:: Material provided ::

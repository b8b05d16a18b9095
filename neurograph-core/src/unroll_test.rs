use super::*;
use crate::builder::GraphBuilder;
use crate::node::{feed_buffer, FeedBuffer};
use crate::optim::{Optimizer, RmsProp, RmsPropHyperParams};
use approx::assert_relative_eq;

/// Accumulator cell `h_t = h_{t-1} + x_t`, cost = sum(h_t * w) with w = 1.
fn accumulator() -> Result<Graph, NeuroGraphError> {
    let mut b = GraphBuilder::with_seed(9);
    let x = b.feed(&[1, 1])?;
    b.set_flags(x, Flags::INPUT)?;
    let h = b.state(&[1, 1])?;
    let out = b.add(h, x)?;
    b.set_flags(out, Flags::OUTPUT)?;
    b.set_recurrence(h, out)?;
    let w = b.var(&[1], vec![1.0])?;
    let weighted = b.mul(out, w)?;
    let rows = b.reduce_sum(weighted, 1)?;
    let cost = b.reduce_sum(rows, 0)?;
    Graph::new(b, cost, &[])
}

fn ones(n: usize) -> Vec<FeedBuffer> {
    (0..n).map(|_| feed_buffer(vec![1.0])).collect()
}

#[test]
fn test_unroll_rejects_feedforward_and_zero_length() -> Result<(), NeuroGraphError> {
    let mut b = GraphBuilder::with_seed(0);
    let x = b.feed(&[1, 2])?;
    let s = b.reduce_sum(x, 1)?;
    let cost = b.reduce_sum(s, 0)?;
    let mut g = Graph::new(b, cost, &[])?;
    assert!(matches!(
        g.unroll(2),
        Err(NeuroGraphError::UnrollError(UnrollError::NotRecurrent))
    ));

    let mut g = accumulator()?;
    assert!(matches!(
        g.unroll(0),
        Err(NeuroGraphError::UnrollError(UnrollError::InvalidLength(0)))
    ));
    Ok(())
}

#[test]
fn test_unrolled_accumulator_golden_value() -> Result<(), NeuroGraphError> {
    let mut g = accumulator()?;
    let size = g.size_var();
    let mut u = g.unroll(3)?;
    assert_eq!(u.size_var(), size);
    assert_eq!(u.find_all(Flags::INPUT, 0).len(), 3);
    assert_eq!(u.feed_bind(Flags::INPUT, 0, ones(3))?, 3);

    // costs of the three steps are 1, 2 and 3
    assert_relative_eq!(u.cost(0, true)?, 2.0);
    let outputs = u.find_all(Flags::OUTPUT, 0);
    assert_eq!(outputs.len(), 3);
    let last = outputs[outputs.len() - 1];
    assert_relative_eq!(u.value(last)?[0], 3.0);
    // d(mean of h_t * w)/dw = mean of h_t
    assert_relative_eq!(u.grads()[0], 2.0);
    Ok(())
}

#[test]
fn test_unrolled_shares_parameters_and_pools_cost() -> Result<(), NeuroGraphError> {
    let mut g = accumulator()?;
    let base_len = g.nodes().len();
    let u = g.unroll(4)?;
    let vars = u.nodes().iter().filter(|n| n.op == Op::Var).count();
    assert_eq!(vars, 1);
    let costs: Vec<&Node> = u.nodes().iter().filter(|n| n.flags.contains(Flags::COST)).collect();
    assert_eq!(costs.len(), 1);
    assert_eq!(costs[0].op, Op::Avg);
    assert_eq!(costs[0].preds.len(), 4);
    // shared weight, six time-variant nodes per step minus three replaced state leaves, pool
    assert_eq!(u.nodes().len(), 1 + (base_len - 1) * 4 - 3 + 1);
    for (i, node) in u.nodes().iter().enumerate() {
        assert!(node.preds.iter().all(|&p| p < i));
    }
    assert!(!u.is_rnn());
    Ok(())
}

#[test]
fn test_training_unrolled_updates_base_parameters() -> Result<(), NeuroGraphError> {
    let mut g = accumulator()?;
    {
        let mut u = g.unroll(3)?;
        u.feed_bind(Flags::INPUT, 0, ones(3))?;
        u.cost(0, true)?;
        let mut opt = RmsProp::new(RmsPropHyperParams {
            lr: 0.1,
            ..Default::default()
        })?;
        opt.step(&mut u)?;
    }
    assert!(g.params()[0] < 1.0);
    Ok(())
}

#[test]
fn test_streaming_base_graph_carries_state() -> Result<(), NeuroGraphError> {
    let mut g = accumulator()?;
    g.feed_bind(Flags::INPUT, 0, ones(1))?;
    let out = g.find(Flags::OUTPUT, 0)?;
    g.rnn_start();
    for expected in [1.0, 2.0, 3.0] {
        g.eval(Flags::OUTPUT, 0)?;
        assert_relative_eq!(g.value(out)?[0], expected);
    }
    g.rnn_end();
    g.eval(Flags::OUTPUT, 0)?;
    assert_relative_eq!(g.value(out)?[0], 1.0);
    Ok(())
}

#[test]
fn test_streaming_unrolled_graph_carries_last_replica() -> Result<(), NeuroGraphError> {
    let mut g = accumulator()?;
    let mut u = g.unroll(3)?;
    u.feed_bind(Flags::INPUT, 0, ones(3))?;
    let last = *u
        .find_all(Flags::OUTPUT, 0)
        .last()
        .ok_or_else(|| NeuroGraphError::InternalError("no output".to_string()))?;
    u.rnn_start();
    u.eval(Flags::OUTPUT, 0)?;
    assert_relative_eq!(u.value(last)?[0], 3.0);
    u.eval(Flags::OUTPUT, 0)?;
    assert_relative_eq!(u.value(last)?[0], 6.0);
    u.rnn_end();
    u.eval(Flags::OUTPUT, 0)?;
    assert_relative_eq!(u.value(last)?[0], 3.0);
    Ok(())
}

#[test]
fn test_batch_change_resets_state() -> Result<(), NeuroGraphError> {
    let mut g = accumulator()?;
    g.feed_bind(Flags::INPUT, 0, ones(1))?;
    let out = g.find(Flags::OUTPUT, 0)?;
    g.rnn_start();
    g.eval(Flags::OUTPUT, 0)?;
    g.eval(Flags::OUTPUT, 0)?;
    g.set_batch_size(2)?;
    g.feed_bind(Flags::INPUT, 0, vec![feed_buffer(vec![1.0, 1.0])])?;
    g.eval(Flags::OUTPUT, 0)?;
    assert_eq!(g.value(out)?, &[1.0, 1.0]);
    Ok(())
}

:::

What to do -
Taking the records above, retype every line from the one with "let x = b.feed(&[1, 1])?;" down to the one with "fn ones(n: usize)", exactly and with nothing else.

Output of the task -
    let x = b.feed(&[1, 1])?;
    b.set_flags(x, Flags::INPUT)?;
    let h = b.state(&[1, 1])?;
    let out = b.add(h, x)?;
    b.set_flags(out, Flags::OUTPUT)?;
    b.set_recurrence(h, out)?;
    let w = b.var(&[1], vec![1.0])?;
    let weighted = b.mul(out, w)?;
    let rows = b.reduce_sum(weighted, 1)?;
    let cost = b.reduce_sum(rows, 0)?;
    Graph::new(b, cost, &[])
}

fn ones(n: usize) -> Vec<FeedBuffer> {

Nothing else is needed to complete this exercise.